4. Shadow NOIR 3200W Zero Light
Best for rich people who are cold
Type: wall mounted | Power: 3.2KW | Adjustable: No | Fuel: electricity | Heat type: direct
No, it isn’t cheap. But the NOIR has an innovative design that enables it to pump out up to 3200W of heat while the casing doesn’t exceed ninety degrees. It’s rated above 13A so you’ll need an electrician to install it, but as soon as you finger the remote control you’ll appreciate the investment: long wave IR-C heating it provides the instant warmth of electric heat without the bright light of a halogen bulb, heats an area of 5.5 square metres and is fully waterproof so you can mount it wherever you fancy. It doesn’t run as hot as a halogen heater, so it isn’t a good idea for windy patios, but it’s a superb option for more enclosed outdoor spaces.
£700 | Heat Outdoors
5. La Hacienda Camping Firebowl
Best for camping
Type: Portable | Power: n/a | Adjustable: No | Fuel: wood/charcoal | Heat type: fire!

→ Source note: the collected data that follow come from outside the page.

//! Generates XLSX packages from datasets.
//!
//! Strings are written inline (`t="inlineStr"`) so no shared string table has
//! to be built. The header row uses a bold cell style; everything else uses
//! the default style.

use crate::dataset::TabularDataset;
use crate::dataset::Value;
use crate::error::SheetError;
use crate::helpers::xml::XmlWriter;
use crate::workbook::reference::col_to_letters;
use crate::workbook::reference::index_to_reference;
use std::io::Cursor;
use std::io::Write;
use zip::write::SimpleFileOptions;
use zip::CompressionMethod;
use zip::ZipWriter;

const NS_MAIN: &str = "http://schemas.openxmlformats.org/spreadsheetml/2006/main";
const NS_RELATIONSHIPS: &str = "http://schemas.openxmlformats.org/officeDocument/2006/relationships";
const NS_PACKAGE_RELATIONSHIPS: &str = "http://schemas.openxmlformats.org/package/2006/relationships";
const NS_CONTENT_TYPES: &str = "http://schemas.openxmlformats.org/package/2006/content-types";

const REL_OFFICE_DOCUMENT: &str = "http://schemas.openxmlformats.org/officeDocument/2006/relationships/officeDocument";
const REL_WORKSHEET: &str = "http://schemas.openxmlformats.org/officeDocument/2006/relationships/worksheet";
const REL_STYLES: &str = "http://schemas.openxmlformats.org/officeDocument/2006/relationships/styles";

const CT_RELATIONSHIPS: &str = "application/vnd.openxmlformats-package.relationships+xml";
const CT_WORKBOOK: &str = "application/vnd.openxmlformats-officedocument.spreadsheetml.sheet.main+xml";
const CT_WORKSHEET: &str = "application/vnd.openxmlformats-officedocument.spreadsheetml.worksheet+xml";
const CT_STYLES: &str = "application/vnd.openxmlformats-officedocument.spreadsheetml.styles+xml";

/// Style index of the bold header cells in the generated styles part
const HEADER_STYLE: &str = "1";

/// Writes an XLSX package containing one worksheet per `(name, dataset)` pair,
/// in order. Names must already be valid, unique sheet names.
pub(crate) fn write_workbook(sheets: &[(String, &TabularDataset)]) -> Result<Vec<u8>, SheetError> {
    let options = SimpleFileOptions::default().compression_method(CompressionMethod::Deflated);
    let mut zip = ZipWriter::new(Cursor::new(Vec::new()));

    zip.start_file("[Content_Types].xml", options)?;
    zip.write_all(&content_types_xml(sheets.len()))?;

    zip.start_file("_rels/.rels", options)?;
    zip.write_all(&package_relationships_xml())?;

    zip.start_file("xl/workbook.xml", options)?;
    zip.write_all(&workbook_xml(sheets))?;

    zip.start_file("xl/_rels/workbook.xml.rels", options)?;
    zip.write_all(&workbook_relationships_xml(sheets.len()))?;

    zip.start_file("xl/styles.xml", options)?;
    zip.write_all(&styles_xml())?;

    for (index, (_, dataset)) in sheets.iter().enumerate() {
        zip.start_file(format!("xl/worksheets/sheet{}.xml", index + 1), options)?;
        zip.write_all(&worksheet_xml(dataset))?;
    }

    let cursor = zip.finish()?;
    Ok(cursor.into_inner())
}

fn content_types_xml(sheet_count: usize) -> Vec<u8> {
    let mut xml = XmlWriter::new();
    xml.open("Types", &[("xmlns", NS_CONTENT_TYPES)]);
    xml.empty("Default", &[("Extension", "rels"), ("ContentType", CT_RELATIONSHIPS)]);
    xml.empty("Default", &[("Extension", "xml"), ("ContentType", "application/xml")]);
    xml.empty("Override", &[("PartName", "/xl/workbook.xml"), ("ContentType", CT_WORKBOOK)]);
    xml.empty("Override", &[("PartName", "/xl/styles.xml"), ("ContentType", CT_STYLES)]);
    for index in 1..=sheet_count {
        let part = format!("/xl/worksheets/sheet{index}.xml");
        xml.empty("Override", &[("PartName", part.as_str()), ("ContentType", CT_WORKSHEET)]);
    }
    xml.close("Types");
    xml.finish()
}

fn package_relationships_xml() -> Vec<u8> {
    let mut xml = XmlWriter::new();
    xml.open("Relationships", &[("xmlns", NS_PACKAGE_RELATIONSHIPS)]);
    xml.empty("Relationship", &[("Id", "rId1"), ("Type", REL_OFFICE_DOCUMENT), ("Target", "xl/workbook.xml")]);
    xml.close("Relationships");
    xml.finish()
}

fn workbook_xml(sheets: &[(String, &TabularDataset)]) -> Vec<u8> {
    let mut xml = XmlWriter::new();
    xml.open("workbook", &[("xmlns", NS_MAIN), ("xmlns:r", NS_RELATIONSHIPS)]);
    xml.open("sheets", &[]);
    for (index, (name, _)) in sheets.iter().enumerate() {
        let sheet_id = (index + 1).to_string();
        let relationship_id = format!("rId{}", index + 1);
        xml.empty("sheet", &[("name", name.as_str()), ("sheetId", sheet_id.as_str()), ("r:id", relationship_id.as_str())]);
    }
    xml.close("sheets");
    xml.close("workbook");
    xml.finish()
}

fn workbook_relationships_xml(sheet_count: usize) -> Vec<u8> {
    let mut xml = XmlWriter::new();
    xml.open("Relationships", &[("xmlns", NS_PACKAGE_RELATIONSHIPS)]);
    for index in 1..=sheet_count {
        let id = format!("rId{index}");
        let target = format!("worksheets/sheet{index}.xml");
        xml.empty("Relationship", &[("Id", id.as_str()), ("Type", REL_WORKSHEET), ("Target", target.as_str())]);
    }
    let styles_id = format!("rId{}", sheet_count + 1);
    xml.empty("Relationship", &[("Id", styles_id.as_str()), ("Type", REL_STYLES), ("Target", "styles.xml")]);
    xml.close("Relationships");
    xml.finish()
}

fn styles_xml() -> Vec<u8> {
    let mut xml = XmlWriter::new();
    xml.open("styleSheet", &[("xmlns", NS_MAIN)]);

    xml.open("fonts", &[("count", "2")]);
    for bold in [false, true] {
        xml.open("font", &[]);
        if bold {
            xml.empty("b", &[]);
        }
        xml.empty("sz", &[("val", "11")]);
        xml.empty("name", &[("val", "Calibri")]);
        xml.close("font");
    }
    xml.close("fonts");

    xml.open("fills", &[("count", "2")]);
    for pattern in ["none", "gray125"] {
        xml.open("fill", &[]);
        xml.empty("patternFill", &[("patternType", pattern)]);
        xml.close("fill");
    }
    xml.close("fills");

    xml.open("borders", &[("count", "1")]);
    xml.open("border", &[]);
    for side in ["left", "right", "top", "bottom", "diagonal"] {
        xml.empty(side, &[]);
    }
    xml.close("border");
    xml.close("borders");

    xml.open("cellStyleXfs", &[("count", "1")]);
    xml.empty("xf", &[("numFmtId", "0"), ("fontId", "0"), ("fillId", "0"), ("borderId", "0")]);
    xml.close("cellStyleXfs");

    xml.open("cellXfs", &[("count", "2")]);
    xml.empty("xf", &[("numFmtId", "0"), ("fontId", "0"), ("fillId", "0"), ("borderId", "0"), ("xfId", "0")]);
    xml.empty("xf", &[("numFmtId", "0"), ("fontId", "1"), ("fillId", "0"), ("borderId", "0"), ("xfId", "0"), ("applyFont", "1")]);
    xml.close("cellXfs");

    xml.open("cellStyles", &[("count", "1")]);
    xml.empty("cellStyle", &[("name", "Normal"), ("xfId", "0"), ("builtinId", "0")]);
    xml.close("cellStyles");

    xml.close("styleSheet");
    xml.finish()
}

/// Writes a worksheet part: the header row, then one row per record.
fn worksheet_xml(dataset: &TabularDataset) -> Vec<u8> {
    let mut xml = XmlWriter::new();
    xml.open("worksheet", &[("xmlns", NS_MAIN), ("xmlns:r", NS_RELATIONSHIPS)]);

    let columns = dataset.columns();
    let dimension = if columns.is_empty() {
        "A1".to_owned()
    } else {
        format!("A1:{}{}", col_to_letters(columns.len() - 1), dataset.row_count() + 1)
    };
    xml.empty("dimension", &[("ref", dimension.as_str())]);

    xml.open("sheetData", &[]);
    if !columns.is_empty() {
        xml.open("row", &[("r", "1")]);
        for (col, name) in columns.iter().enumerate() {
            write_text_cell(&mut xml, &index_to_reference(0, col), name, Some(HEADER_STYLE));
        }
        xml.close("row");
    }
    for (index, record) in dataset.rows().iter().enumerate() {
        let row = index + 1;
        let number = (row + 1).to_string();
        xml.open("row", &[("r", number.as_str())]);
        for (col, value) in record.iter().enumerate() {
            write_cell(&mut xml, &index_to_reference(row, col), value);
        }
        xml.close("row");
    }
    xml.close("sheetData");

    xml.close("worksheet");
    xml.finish()
}

/// Writes a single `<c>` element; nulls and non-finite numbers are omitted.
fn write_cell(xml: &mut XmlWriter, reference: &str, value: &Value) {
    match value {
        Value::Null => (),
        Value::Number(number) if !number.is_finite() => (),
        Value::Number(number) => {
            xml.open("c", &[("r", reference)]);
            xml.open("v", &[]);
            xml.text(&number.to_string());
            xml.close("v");
            xml.close("c");
        }
        Value::Bool(flag) => {
            xml.open("c", &[("r", reference), ("t", "b")]);
            xml.open("v", &[]);
            xml.text(if *flag { "1" } else { "0" });
            xml.close("v");
            xml.close("c");
        }
        Value::Text(text) => write_text_cell(xml, reference, text, None),
    }
}

fn write_text_cell(xml: &mut XmlWriter, reference: &str, text: &str, style: Option<&str>) {
    match style {
        Some(style) => xml.open("c", &[("r", reference), ("s", style), ("t", "inlineStr")]),
        None => xml.open("c", &[("r", reference), ("t", "inlineStr")]),
    }
    xml.open("is", &[]);
    if text.trim() != text {
        xml.open("t", &[("xml:space", "preserve")]);
    } else {
        xml.open("t", &[]);
    }
    xml.text(text);
    xml.close("t");
    xml.close("is");
    xml.close("c");
}

#[cfg(test)]
mod tests {
    use super::*;

    #[test]
    fn worksheet_contains_header_and_values() {
        let dataset = TabularDataset::new(
            vec!["type".to_owned(), "qty".to_owned(), "ok".to_owned()],
            vec![vec![Value::from("a & b"), Value::from(2.5), Value::from(true)], vec![Value::Null, Value::from(3.0)]],
        );
        let xml = String::from_utf8(worksheet_xml(&dataset)).unwrap();
        assert!(xml.contains(r#"<dimension ref="A1:C3"/>"#));
        assert!(xml.contains(r#"<c r="A1" s="1" t="inlineStr"><is><t>type</t></is></c>"#));
        assert!(xml.contains(r#"<c r="A2" t="inlineStr"><is><t>a &amp; b</t></is></c>"#));
        assert!(xml.contains(r#"<c r="B2"><v>2.5</v></c>"#));
        assert!(xml.contains(r#"<c r="C2" t="b"><v>1</v></c>"#));
        assert!(!xml.contains(r#"r="A3""#));
        assert!(xml.contains(r#"<c r="B3"><v>3</v></c>"#));
    }

    #[test]
    fn workbook_lists_sheets_in_order() {
        let first = TabularDataset::default();
        let second = TabularDataset::default();
        let xml = String::from_utf8(workbook_xml(&[("b".to_owned(), &first), ("a".to_owned(), &second)])).unwrap();
        let b = xml.find(r#"name="b""#).unwrap();
        let a = xml.find(r#"name="a""#).unwrap();
        assert!(b < a);
        assert!(xml.contains(r#"sheetId="2" r:id="rId2""#));
    }

    #[test]
    fn leading_spaces_are_preserved() {
        let mut xml = XmlWriter::new();
        write_text_cell(&mut xml, "A1", " x", None);
        let xml = String::from_utf8(xml.finish()).unwrap();
        assert!(xml.contains(r#"<t xml:space="preserve"> x</t>"#));
    }
}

What makes this particular firebowl stand out in a ridiculously crowded market is its portability: the legs are foldable, it comes with a carry case and it’s not so big you’ll damage a shoulder lugging it around. It’s 56cm wide and 39cm high, includes a mesh lid and also has a BBQ grill, so it’s a portable BBQ as well as a fire pit. For families who like to travel around and eat al fresco it’s an excellent option. We love the Amazon reviewer who was concerned about the wood grate: “Where does the wood grate go? Surely it would burn?” As the seller patiently points out, “It’s not made of wood. It’s a metal grate that sits in the base of the bowl for the wood to sit on.”